//! Integration tests for the tree builder.

use kestrel_dom::{DomTree, NodeId, NodeType};
use kestrel_html::{ParsedHtml, parse, print_tree};

/// Helper to get the first element with `tag`, depth-first.
fn find_element(tree: &DomTree, tag: &str) -> Option<NodeId> {
    tree.get_elements_by_tag_name(tag).first().copied()
}

fn element_count(tree: &DomTree, tag: &str) -> usize {
    tree.get_elements_by_tag_name(tag).len()
}

fn body_children(parsed: &ParsedHtml) -> Vec<NodeId> {
    let body = parsed.tree.body().expect("body");
    parsed.tree.children(body).to_vec()
}

#[test]
fn test_document_structure() {
    let parsed = parse("<html><body><div id=a>x</div></body></html>");
    let tree = &parsed.tree;

    assert!(matches!(
        tree.get(NodeId::ROOT).map(|n| &n.node_type),
        Some(NodeType::Document)
    ));
    assert_eq!(element_count(tree, "html"), 1);
    assert_eq!(element_count(tree, "head"), 1);
    assert_eq!(element_count(tree, "body"), 1);

    let div = tree.get_element_by_id("a").expect("div#a");
    assert_eq!(tree.tag_name(div), Some("div"));
    assert_eq!(tree.parent(div), tree.body());
    assert_eq!(tree.text_content(div), "x");
}

#[test]
fn test_skeleton_is_synthesized() {
    let parsed = parse("hello");
    let tree = &parsed.tree;
    let html = tree.document_element().expect("html");
    assert_eq!(tree.children(NodeId::ROOT), &[html]);
    assert_eq!(tree.children(html), &[tree.head().unwrap(), tree.body().unwrap()]);
    assert_eq!(tree.text_content(tree.body().unwrap()), "hello");
}

#[test]
fn test_empty_input_still_has_skeleton() {
    let parsed = parse("");
    assert!(parsed.tree.head().is_some());
    assert!(parsed.tree.body().is_some());
    assert!(body_children(&parsed).is_empty());
}

#[test]
fn test_html_and_body_attributes_merge() {
    let parsed = parse(r#"<html lang="fr"><body class="dark"><p>x</p></body></html>"#);
    let tree = &parsed.tree;
    let body = tree.as_element(tree.body().unwrap()).unwrap();
    assert_eq!(body.get_attribute("class"), Some("dark"));
    assert_eq!(parsed.language(), Some("fr"));
}

#[test]
fn test_head_content_goes_into_head() {
    let parsed = parse(
        "<head><meta charset=utf-8><title>T</title></head><body><p>x</p></body>",
    );
    let tree = &parsed.tree;
    let head = tree.head().unwrap();
    let head_tags: Vec<_> = tree
        .element_children(head)
        .filter_map(|id| tree.tag_name(id))
        .collect();
    assert_eq!(head_tags, vec!["meta", "title"]);
    assert_eq!(parsed.charset(), Some("utf-8"));
    assert_eq!(parsed.title.as_deref(), Some("T"));
}

#[test]
fn test_void_elements_are_not_pushed() {
    let parsed = parse("<p>a<br>b<img src=x.png>c</p>");
    let tree = &parsed.tree;
    let p = find_element(tree, "p").unwrap();
    assert_eq!(tree.children(p).len(), 5);
    assert!(tree.children(find_element(tree, "br").unwrap()).is_empty());
    assert_eq!(tree.text_content(p), "abc");
}

#[test]
fn test_self_closing_tag_is_not_pushed() {
    let parsed = parse("<div/><span>x</span>");
    let children = body_children(&parsed);
    assert_eq!(children.len(), 2);
    assert_eq!(parsed.tree.tag_name(children[1]), Some("span"));
}

#[test]
fn test_end_tag_pops_through_match() {
    let parsed = parse("<div><p><b>x</div><span>y</span>");
    let tree = &parsed.tree;
    let span = find_element(tree, "span").unwrap();
    assert_eq!(tree.parent(span), tree.body());
}

#[test]
fn test_unmatched_end_tag_is_ignored_and_recorded() {
    let parsed = parse("<div>a</span>b</div>");
    let tree = &parsed.tree;
    let div = find_element(tree, "div").unwrap();
    assert_eq!(tree.text_content(div), "ab");
    assert_eq!(tree.children(div).len(), 1);
    assert_eq!(parsed.issues.len(), 1);
    assert!(parsed.issues[0].message.contains("</span>"));
}

#[test]
fn test_trailing_content_after_body_lands_in_body() {
    let parsed = parse("<body><p>a</p></body></html><p>b</p>");
    assert_eq!(element_count(&parsed.tree, "p"), 2);
    for p in parsed.tree.get_elements_by_tag_name("p") {
        assert_eq!(parsed.tree.parent(p), parsed.tree.body());
    }
}

#[test]
fn test_text_entities_are_decoded() {
    let parsed = parse("<p>Tom &amp; Jerry &#8212; &copy;</p>");
    let p = find_element(&parsed.tree, "p").unwrap();
    assert_eq!(parsed.tree.text_content(p), "Tom & Jerry \u{2014} \u{00A9}");
}

#[test]
fn test_adjacent_text_is_merged() {
    let parsed = parse("<p>a &lt; b</p>");
    let p = find_element(&parsed.tree, "p").unwrap();
    assert_eq!(parsed.tree.children(p).len(), 1);
    assert_eq!(parsed.tree.as_text(parsed.tree.children(p)[0]), Some("a < b"));
}

#[test]
fn test_leading_whitespace_is_dropped() {
    let parsed = parse("<div> <span>x</span> <span>y</span> </div>");
    let tree = &parsed.tree;
    let div = find_element(tree, "div").unwrap();
    let kinds: Vec<bool> = tree
        .children(div)
        .iter()
        .map(|&c| tree.as_text(c).is_some())
        .collect();
    assert_eq!(kinds, vec![false, true, false, true]);
}

#[test]
fn test_pre_keeps_whitespace_and_expands_tabs() {
    let parsed = parse("<pre>\tline</pre>");
    let pre = find_element(&parsed.tree, "pre").unwrap();
    assert_eq!(parsed.tree.text_content(pre), "    line");
}

#[test]
fn test_comments_become_nodes() {
    let parsed = parse("<div><!--c--></div>");
    let div = find_element(&parsed.tree, "div").unwrap();
    let child = parsed.tree.children(div)[0];
    assert!(matches!(
        parsed.tree.get(child).map(|n| &n.node_type),
        Some(NodeType::Comment(c)) if c == "c"
    ));
}

#[test]
fn test_style_text_is_collected_in_order() {
    let parsed = parse(
        "<style>p { color: red; }</style><p>x</p><style>div > p { margin: 0 }</style>",
    );
    assert_eq!(parsed.style_text, "p { color: red; }\ndiv > p { margin: 0 }");
    let style = find_element(&parsed.tree, "style").unwrap();
    assert!(parsed.tree.children(style).is_empty());
}

#[test]
fn test_style_contents_are_not_markup() {
    let parsed = parse("<style>a::after { content: '<b>'; }</style><i>x</i>");
    assert_eq!(element_count(&parsed.tree, "b"), 0);
    assert_eq!(element_count(&parsed.tree, "i"), 1);
}

#[test]
fn test_scripts_are_recorded_not_decoded() {
    let parsed = parse(
        r#"<script>
  if (a &amp;&amp; b < c) {}
</script><script src="app.js" async defer>ignored</script><script type="module"></script>"#,
    );
    assert_eq!(parsed.scripts.len(), 3);
    assert_eq!(parsed.scripts[0].content, "if (a &amp;&amp; b < c) {}");
    assert_eq!(parsed.scripts[0].script_type, "text/javascript");
    assert_eq!(parsed.scripts[1].src.as_deref(), Some("app.js"));
    assert!(parsed.scripts[1].content.is_empty());
    assert!(parsed.scripts[1].is_async && parsed.scripts[1].is_defer);
    assert_eq!(parsed.scripts[2].script_type, "module");
}

#[test]
fn test_first_title_wins_and_is_decoded() {
    let parsed = parse("<title>  A &amp; B </title><title>second</title>");
    assert_eq!(parsed.title.as_deref(), Some("A & B"));
}

#[test]
fn test_metadata_keys() {
    let parsed = parse(
        r#"<meta name="Description" content="d">
<meta http-equiv="Refresh" content="5">
<meta property="og:title" content="t">
<meta name="empty">"#,
    );
    assert_eq!(parsed.metadata.get("description").map(String::as_str), Some("d"));
    assert_eq!(parsed.metadata.get("http-equiv-refresh").map(String::as_str), Some("5"));
    assert_eq!(parsed.metadata.get("og:title").map(String::as_str), Some("t"));
    assert_eq!(parsed.metadata.len(), 3);
}

#[test]
fn test_stylesheet_links_in_declaration_order() {
    let parsed = parse(
        r#"<link rel="stylesheet" href="a.css">
<link rel="icon" href="fav.ico">
<link rel="Alternate StyleSheet" href="b.css">
<link rel="stylesheet" href="">
<link rel=stylesheet href=c.css />"#,
    );
    assert_eq!(parsed.stylesheet_links, vec!["a.css", "b.css", "c.css"]);
}

#[test]
fn test_semantic_enrichment() {
    let parsed = parse(
        r#"<a href="/x">x</a><ul><li>i</li></ul><ol role="tablist"></ol><pre class="language-rust">fn</pre>"#,
    );
    let tree = &parsed.tree;
    let attr = |tag: &str, name: &str| {
        let id = find_element(tree, tag).unwrap();
        tree.as_element(id)
            .unwrap()
            .get_attribute(name)
            .map(str::to_string)
    };
    assert_eq!(attr("a", "role").as_deref(), Some("link"));
    assert_eq!(attr("ul", "role").as_deref(), Some("list"));
    assert_eq!(attr("li", "role").as_deref(), Some("listitem"));
    assert_eq!(attr("ol", "role").as_deref(), Some("tablist"));
    assert_eq!(attr("pre", "whitespace").as_deref(), Some("pre"));
    assert_eq!(attr("pre", "data-highlight").as_deref(), Some("rust"));
}

#[test]
fn test_print_tree_outline() {
    let parsed = parse("<p class=x>hi</p>");
    let dump = print_tree(&parsed.tree, NodeId::ROOT, 0);
    assert!(dump.starts_with("#document\n  <html>\n    <head>\n    <body>\n"));
    assert!(dump.contains("      <p class=\"x\">\n        \"hi\"\n"));
}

^^^^

Count the lines in the listing that hold the word "class", then give the number and nothing else.

## PROBLEM SOLUTION
5